Today, America's more than 100,000 coal miners make an average of $50,000 per year, according to the Energy Information Administration and the Bureau of Labor Statistics.

But what coal mining offers in financial stability is often overshadowed by the risk of dire injury or death working so far below the Earth's surface amid noxious gases, toxic dust and heavy equipment. At least two of the miners killed in this week's tragedy reportedly forbade their sons from working in the mines.

Help Wanted in the Mines

And yet, coal mining has improved its safety record in the past four decades. The 1968 coal mine explosion in Marion County, W.Va., which killed 78 men, prompted Congress to pass the Mine Health and Safety Act of 1969. Since then, the rate of fatalities has dropped dramatically, according to the Federal Mine Safety and Health Administration. Twenty-eight coal miners died in 2004, a steep decline from the industry's deadliest year, 1907, when 3,242 employees were killed.

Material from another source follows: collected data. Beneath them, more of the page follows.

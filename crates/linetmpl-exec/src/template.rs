//! Named template sets and their execution entry points.

use std::fmt;
use std::io::Write;
use std::str::FromStr;
use std::sync::Arc;

use linetmpl_syntax::{Delims, ParseError, Parser, Tree, TreeSet};
use serde_json::Value;
use tracing::debug;

use crate::error::{ExecError, ExecResult};
use crate::exec::State;
use crate::funcs::FuncMap;

/// What a field lookup does when an object has no entry for the key.
#[derive(Debug, Clone, Copy, PartialEq, Eq, Default)]
pub enum MissingKey {
    /// Yield no value; an action printing it writes `<no value>`.
    #[default]
    Default,
    /// Stop execution with an error.
    Error,
}

impl FromStr for MissingKey {
    type Err = String;

    fn from_str(s: &str) -> Result<Self, Self::Err> {
        match s {
            "default" | "invalid" | "zero" => Ok(Self::Default),
            "error" => Ok(Self::Error),
            other => Err(format!("unrecognized missingkey option {other:?}")),
        }
    }
}

impl fmt::Display for MissingKey {
    fn fmt(&self, f: &mut fmt::Formatter<'_>) -> fmt::Result {
        match self {
            Self::Default => f.write_str("default"),
            Self::Error => f.write_str("error"),
        }
    }
}

/// A set of named parse trees sharing a function table, with one of them
/// designated as the entry point.
///
/// ```
/// use linetmpl_exec::Template;
/// use serde_json::json;
///
/// let tmpl = Template::new("hello").parse("Hi {{.Name}}").unwrap();
/// assert_eq!(tmpl.render(&json!({"Name": "Ann"})).unwrap(), "Hi Ann");
/// ```
#[derive(Debug, Clone)]
pub struct Template {
    name: String,
    delims: Delims,
    funcs: Arc<FuncMap>,
    missing_key: MissingKey,
    trees: TreeSet,
}

impl Template {
    /// Create an empty template set whose entry point is `name`.
    #[must_use]
    pub fn new(name: impl Into<String>) -> Self {
        Self {
            name: name.into(),
            delims: Delims::default(),
            funcs: Arc::new(FuncMap::new()),
            missing_key: MissingKey::Default,
            trees: TreeSet::new(),
        }
    }

    /// Bind trees that were parsed elsewhere.
    #[must_use]
    pub fn from_trees(name: impl Into<String>, trees: TreeSet, funcs: Arc<FuncMap>) -> Self {
        Self {
            trees,
            funcs,
            ..Self::new(name)
        }
    }

    /// Set the action delimiters used by later calls to [`parse`](Self::parse).
    /// Empty strings select the defaults.
    #[must_use]
    pub fn delims(mut self, left: &str, right: &str) -> Self {
        self.delims = Delims::new(left, right);
        self
    }

    /// Set the function table. Must happen before parsing.
    #[must_use]
    pub fn funcs(mut self, funcs: impl Into<Arc<FuncMap>>) -> Self {
        self.funcs = funcs.into();
        self
    }

    /// Set the missing-key behavior.
    #[must_use]
    pub const fn option(mut self, missing_key: MissingKey) -> Self {
        self.missing_key = missing_key;
        self
    }

    /// Parse `source` and add its trees to the set.
    ///
    /// A later definition replaces an earlier one of the same name unless the
    /// later one is empty.
    pub fn parse(mut self, source: &str) -> Result<Self, ParseError> {
        debug!(name = %self.name, len = source.len(), "parse");
        let trees = Parser::parse(&self.name, source, &self.delims, &*self.funcs)?;
        for (name, tree) in trees {
            let keep_existing = tree.is_empty()
                && self.trees.get(&name).is_some_and(|existing| !existing.is_empty());
            if !keep_existing {
                self.trees.insert(name, tree);
            }
        }
        Ok(self)
    }

    /// Name of the entry-point template.
    #[must_use]
    pub fn name(&self) -> &str {
        &self.name
    }

    /// A tree by template name.
    #[must_use]
    pub fn lookup(&self, name: &str) -> Option<&Tree> {
        self.trees.get(name)
    }

    /// Names of all templates in the set, in definition order.
    pub fn templates(&self) -> impl Iterator<Item = &str> {
        self.trees.keys().map(String::as_str)
    }

    /// The function table.
    #[must_use]
    pub fn func_map(&self) -> &FuncMap {
        &self.funcs
    }

    /// The missing-key behavior.
    #[must_use]
    pub const fn missing_key(&self) -> MissingKey {
        self.missing_key
    }

    /// Execute the entry-point template against `data`.
    pub fn execute<W: Write>(&self, out: &mut W, data: &Value) -> ExecResult<()> {
        self.execute_template(out, &self.name, data)
    }

    /// Execute the named template of the set against `data`.
    pub fn execute_template<W: Write>(&self, out: &mut W, name: &str, data: &Value) -> ExecResult<()> {
        let Some(tree) = self.lookup(name) else {
            return Err(ExecError::NoTemplate {
                name: name.to_string(),
                set: self.name.clone(),
            });
        };
        debug!(template = name, "execute");
        State::new(self, tree, out, data).run(data)
    }

    /// Execute the entry-point template and collect the output.
    pub fn render(&self, data: &Value) -> ExecResult<String> {
        let mut buf = Vec::new();
        self.execute(&mut buf, data)?;
        Ok(String::from_utf8_lossy(&buf).into_owned())
    }
}

#[cfg(test)]
mod tests {
    use serde_json::json;

    use super::*;

    #[test]
    fn missing_key_options() {
        assert_eq!("zero".parse::<MissingKey>(), Ok(MissingKey::Default));
        assert_eq!("error".parse::<MissingKey>(), Ok(MissingKey::Error));
        assert!("bogus".parse::<MissingKey>().is_err());
        assert_eq!(MissingKey::Error.to_string(), "error");
    }

    #[test]
    fn empty_redefinition_keeps_body() {
        let tmpl = Template::new("t")
            .parse(r#"{{define "x"}}body{{end}}"#)
            .unwrap()
            .parse(r#"{{define "x"}}  {{end}}{{template "x"}}"#)
            .unwrap();
        assert_eq!(tmpl.render(&json!({})).unwrap(), "body");
    }

    #[test]
    fn later_definition_replaces_earlier() {
        let tmpl = Template::new("t")
            .parse(r#"{{define "x"}}one{{end}}"#)
            .unwrap()
            .parse(r#"{{define "x"}}two{{end}}{{template "x"}}"#)
            .unwrap();
        assert_eq!(tmpl.render(&json!({})).unwrap(), "two");
        assert_eq!(tmpl.templates().collect::<Vec<_>>(), vec!["x", "t"]);
    }

    #[test]
    fn unknown_entry_point() {
        let tmpl = Template::new("t").parse("x").unwrap();
        let err = tmpl.execute_template(&mut Vec::new(), "nope", &json!({})).unwrap_err();
        assert_eq!(
            err.to_string(),
            r#"template: no template "nope" associated with template "t""#
        );
    }
}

These days, the industry is on a hiring spree as old coal mines reopen to meet America's seemingly insatiable appetite for electricity.

"We're going to have that 'help-wanted sign' up for a decade," predicted Tom Hoffman, vice president of external affairs for Consol Energy.

Sen. Jay Rockefeller, D-W.Va., agrees, saying the United States is "on the edge of a boom in coal." More than half of the nation's power remains dependent on the fossil fuel.

But today there are fewer and fewer young workers who want to endure the dangers and dank working conditions of the mines. And the tragedy this week at the Sago Mine may further deter young people from entering the field, UMWA president Roberts said. And yet, he admitted, as a parent, he was incredibly relieved when his two children chose to pursue jobs faraway from the dark, damp underground passages he trekked through as a young man.

"We love our children. And because you love your children, you want to protect them and you worry about them," he said.

Like his own father, Trumka says despite his proud heritage, he too wants his son to find another way to earn a living.

"My son hopefully will break the chain. I hope he will not be the fourth generation," Trumka said.